The Hessel School is a former school building located at 3206 West Cedar Street in Hessel, Michigan. It is now a community center. It was listed on the National Register of Historic Places in 2019.

==History==
The area around Hessel was first settled by Europeans in the 1880s. The first school, located just behind the location of the present building, was constructed in 1887. By the 1930s, this school was outdated, and in 1936, a new school was funded through the Works Progress Administration (WPA). The WPA chose architect G. Harold Thompson from Mullett Lake, Michigan to design the new school. Construction began in early 1937, and the new school opened for classes in September 1938, with the auditorium section of the building opened in December. The school served students from grades K-5. After fifth grade, students transferred to the nearby Cedarville School, or, in the case of many Native American children, to the Holy Childhood Indian boarding school in Harbor Springs.

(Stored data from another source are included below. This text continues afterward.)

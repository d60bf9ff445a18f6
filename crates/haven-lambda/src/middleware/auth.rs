use axum::extract::{Request, State};
use axum::middleware::Next;
use axum::response::Response;

use haven_auth::jwt::bearer_token;

use crate::error::ApiError;
use crate::state::AppState;

/// JWT validation middleware.
///
/// Extracts the `Authorization: Bearer <token>` header and verifies it. On
/// success, inserts `AuthUser` into request extensions for handlers to use;
/// anything else is a 401 before the handler runs.
pub async fn require_auth(
    State(state): State<AppState>,
    mut req: Request,
    next: Next,
) -> Result<Response, ApiError> {
    let claims = {
        let token = req
            .headers()
            .get("authorization")
            .and_then(|v| v.to_str().ok())
            .and_then(bearer_token)
            .ok_or(ApiError::Unauthorized)?;

        state.verifier.verify(token)?
    };

    req.extensions_mut().insert(AuthUser { sub: claims.sub });

    Ok(next.run(req).await)
}

/// Authenticated user extracted from JWT claims. `sub` is the user id.
#[derive(Clone, Debug)]
pub struct AuthUser {
    pub sub: String,
}
use jiff::civil::Date;

use haven_core::models::activity::ActivityEvent;
use haven_core::models::profile::GamificationProfile;

use crate::error::GamificationError;

/// Apply one activity to a profile.
///
/// Points are added. The streak is judged by calendar day against
/// `last_activity_date`: same day leaves it alone, the following day extends
/// it by one, anything else (including no previous activity) restarts it at
/// one. `last_activity_date` always becomes `today`.
///
/// `longest_streak` is left untouched; see [`sync_longest_streak`].
pub fn record_activity(
    profile: &GamificationProfile,
    event: &ActivityEvent,
    today: Date,
) -> Result<GamificationProfile, GamificationError> {
    if event.points_earned == 0 {
        return Err(GamificationError::NoPoints);
    }

    let total_points = profile
        .total_points
        .checked_add(u64::from(event.points_earned))
        .ok_or(GamificationError::PointsOverflow)?;

    let current_streak = match profile.last_activity_date {
        Some(last) if last == today => profile.current_streak,
        Some(last) if today.yesterday().ok() == Some(last) => {
            profile.current_streak.saturating_add(1)
        }
        _ => 1,
    };

    Ok(GamificationProfile {
        total_points,
        current_streak,
        longest_streak: profile.longest_streak,
        last_activity_date: Some(today),
    })
}

/// Raise `longest_streak` to `current_streak` when it has been overtaken.
pub fn sync_longest_streak(profile: &mut GamificationProfile) {
    profile.longest_streak = profile.longest_streak.max(profile.current_streak);
}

In 1958, the Cedarville School was expanded, and all elementary education was transferred to that location. The Hessel School was closed. The building remained empty until 1964, when the school district sold it to Northern Michigan Publishing Company. The company closed in the late 1960s, after which the building was vacant for a time. In 1972, it was sold to Azor D. Sheffield, who remodeled it into a residence. Azor Sheffield died in 2013, and his daughters inherited the property. They listed it for sale in 2014.

In 2015, the Sheffield family sold the building to the Hessel School House Corporation, an organization of mostly former Hessel School students or their descendants. The group rehabilitated the building, completing work in 2016. The school now serves as a community center, with arts and nature education, markets, and community and private events.

==Description==
The Hessel School is the one-story reddish brick Colonial Revival elementary school building with irregular native limestone detail. The limestone is used as quoins at all corners, and as lintels over the windows and doors. The building is symmetrical, with the main spaced forming an I-shaped footprint. Two small wings extend from the rear of the building at the center. The building has gable roofs, with a small hexagonal central bell tower. The front of the building rests on a concrete slab, while the rear has a basement underneath. The main facade has a central entry covered with a semicircular portico, supported by two Tuscan columns. The entry is flanked by two six over six double hung windows, with a three-pane transom above. The other windows in the building are similar. At each end of the building, the classroom wings project forward. Each contains two windows near the corners. The gable ends above are white-painted wood clapboard are with cornice returns and circular roof vents.

The interior of the building contains a central auditorium with two classrooms, one on each side. The main central entrance opens into a vestibule, which continues into the central auditorium space. A stage is located at the rear wall of the auditorium. Off the auditorium are doors opening to the classrooms on each side, and to restrooms.